Join a Warehouse Club
If you have something like a Costco, BJ’s, or Sam’s Club in your area, it might be worth your while to join. The amount you pay in membership fees could end up paying for itself when you take into account all the savings. The thing to keep in mind about buying brisket at a warehouse club is that it is cheaper, but you can usually only buy in bulk. Expect to find briskets weighing more around 12 to 20 pounds instead of the lighter ones that are six to eight pounds.

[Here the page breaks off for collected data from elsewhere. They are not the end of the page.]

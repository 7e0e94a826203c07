use approx::assert_abs_diff_eq;
use blackjack_ev::calculation::{ExpectationAll, SolveOptions, Solver};
use blackjack_ev::{CardCount, ACE, TEN};
use rand::rngs::StdRng;
use rand::seq::SliceRandom;
use rand::SeedableRng;

fn six_decks_without_three_aces() -> CardCount {
    let mut unseen = CardCount::with_number_of_decks(6);
    for _ in 0..3 {
        unseen.remove_card(ACE);
    }
    unseen
}

fn assert_expectations(actual: ExpectationAll, expected: [f64; 6]) {
    let values = [
        actual.stand,
        actual.hit,
        actual.double,
        actual.split,
        actual.surrender,
        actual.insurance,
    ];
    for (value, expected) in values.into_iter().zip(expected) {
        if expected == -f64::INFINITY {
            assert!(!ExpectationAll::is_available(value), "{} should be unavailable", value);
        } else {
            assert_abs_diff_eq!(value, expected, epsilon = 1e-9);
        }
    }
}

#[test]
fn pair_of_aces_against_an_ace() {
    let mut solver = Solver::new();
    let options = SolveOptions {
        max_splits: 1,
        ..Default::default()
    };
    let ex = solver
        .solve(&[ACE, ACE], ACE, &six_decks_without_three_aces(), options)
        .unwrap();
    assert_expectations(
        ex,
        [
            -0.6664582487827273,
            -0.022205703672547265,
            -0.6202385156597964,
            0.1271437956545917,
            -0.5,
            -0.033980582524271885,
        ],
    );
}

#[test]
fn pair_of_tens_against_a_ten() {
    let mut solver = Solver::new();
    let options = SolveOptions {
        max_splits: 2,
        ..Default::default()
    };
    let ex = solver
        .solve(&[TEN, TEN], TEN, &six_decks_without_three_aces(), options)
        .unwrap();
    assert_expectations(
        ex,
        [
            0.5542589949582133,
            -0.8662002899228858,
            -1.7324005798457716,
            // Recomputed with the reference solver; older published figures
            // read 0.03259440081835285.
            0.03264991092613634,
            -0.5,
            -f64::INFINITY,
        ],
    );
}

#[test]
fn only_the_composition_matters() {
    let mut rng = StdRng::seed_from_u64(21);
    let mut cards = CardCount::with_number_of_decks(1).to_cards();
    for card in [9, 7, 10] {
        let index = cards.iter().position(|&c| c == card).unwrap();
        cards.remove(index);
    }
    let mut results = Vec::new();
    for _ in 0..3 {
        cards.shuffle(&mut rng);
        let unseen = CardCount::from_cards(&cards).unwrap();
        let ex = Solver::new()
            .solve(&[9, 7], TEN, &unseen, SolveOptions::default())
            .unwrap();
        results.push(ex);
    }
    assert_eq!(results[0], results[1]);
    assert_eq!(results[1], results[2]);
}

#[test]
fn higher_totals_beat_the_dealer_more_often() {
    let mut solver = Solver::new();
    let unseen = CardCount::with_number_of_decks(2);
    let options = SolveOptions::default();
    for up in CardCount::ranks() {
        let mut last = 0.0;
        for value in 4..=21 {
            let p = solver.beat_probability(value, up, &unseen, &options).unwrap();
            assert!(p + 1e-15 >= last, "up {} value {}", up, value);
            last = p;
        }
    }
}

/// Split expectation of a pair of eights against a ten from a shoe holding
/// only eights and tens, enumerated without any caching. The dealer stands
/// on 18 or 20 with the hole card and the player busts on any third card
/// past 16.
mod eights_and_tens {
    use super::*;

    #[derive(Clone, Copy)]
    struct Shoe {
        eights: u16,
        tens: u16,
    }

    impl Shoe {
        fn total(&self) -> f64 {
            (self.eights + self.tens) as f64
        }

        fn draws(&self) -> Vec<(u16, f64, Shoe)> {
            let mut draws = Vec::new();
            if self.eights > 0 {
                let rest = Shoe {
                    eights: self.eights - 1,
                    ..*self
                };
                draws.push((8, self.eights as f64 / self.total(), rest));
            }
            if self.tens > 0 {
                let rest = Shoe {
                    tens: self.tens - 1,
                    ..*self
                };
                draws.push((10, self.tens as f64 / self.total(), rest));
            }
            draws
        }

        fn to_card_count(self) -> CardCount {
            let mut counts = [0u16; 10];
            counts[6] = self.eights;
            counts[8] = self.tens;
            CardCount::new(&counts)
        }
    }

    fn stand(value: u16, shoe: Shoe) -> f64 {
        if value > 21 {
            return -1.0;
        }
        let mut beat = 0.0;
        for (hole, p, _) in shoe.draws() {
            let dealer = 10 + hole;
            if value > dealer {
                beat += p;
            } else if value == dealer {
                beat += p * 0.5;
            }
        }
        beat * 2.0 - 1.0
    }

    fn best(first: u16, second: u16, shoe: Shoe, splits: u8) -> f64 {
        let value = first + second;
        let mut best = stand(value, shoe);

        let mut hit = 0.0;
        let mut double = 0.0;
        for (card, p, rest) in shoe.draws() {
            // Three cards from eights and tens stand or bust.
            hit += p * stand(value + card, rest);
            double += p * stand(value + card, rest) * 2.0;
        }
        best = best.max(hit).max(double);
        if first == second && splits > 0 {
            best = best.max(split(first, shoe, splits));
        }
        best
    }

    fn split(rank: u16, shoe: Shoe, splits: u8) -> f64 {
        let remaining = splits - 1;
        let mut total = 0.0;
        for (card, p, first_rest) in shoe.draws() {
            for (card2, p2, both_rest) in first_rest.draws() {
                let (first_budget, second_budget) = if card == rank {
                    (remaining, 0)
                } else {
                    (0, remaining)
                };
                total += p
                    * p2
                    * (best(rank, card, both_rest, first_budget) + best(rank, card2, both_rest, second_budget));
            }
        }
        total
    }

    #[test]
    fn split_budget_matches_enumeration() {
        for (eights, tens) in [(6, 6), (4, 9), (9, 3)] {
            let shoe = Shoe { eights, tens };
            for budget in [1, 2] {
                let mut solver = Solver::new();
                let options = SolveOptions {
                    max_splits: budget,
                    ..Default::default()
                };
                let ex = solver
                    .solve(&[8, 8], TEN, &shoe.to_card_count(), options)
                    .unwrap();
                assert_abs_diff_eq!(ex.split, split(8, shoe, budget), epsilon = 1e-12);
            }
        }
    }
}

Check Out Your Local Butcher
Local butcher shops can be a little hit or miss. Some tend to have brisket priced a few dollars higher than your chain stores, but others have impressively low prices. Figuring out whether you can save money by shopping at a butcher will take a little research. Try calling around or dropping by the shop to talk to the butcher. You may find that some cuts are more expensive while others are actually more affordable.
Wait for Sales
This method is easy as long as you don’t need brisket right this second. All you have to do is stick to just buying brisket when it is on sale. Check your local stores’ online ads to see when their brisket is cheap. Then buy a bunch and freeze it until you need it.
Buy a Whole Side of Beef
One option if you really love beef and really want to save money is getting a whole side of beef. This usually involves ordering from a website or specialty shop, and you will probably need a deep freezer to hold all the meat. You pay a flat rate of somewhere between $3 to $5 per pound and get a variety of cuts, including brisket. Keep in mind that the majority of your order will not be brisket though. You will definitely get some very nice brisket at a very cheap price, but you’ll also end up with a bunch of ground beef, steaks, and roasts.
Ultimately, brisket prices change a lot depending on things like the cut you pick and the store you buy it from. With a little research and some smart shopping strategies, you can find it cheap enough to enjoy delicious, affordable brisket all the time. How do you try to save on brisket?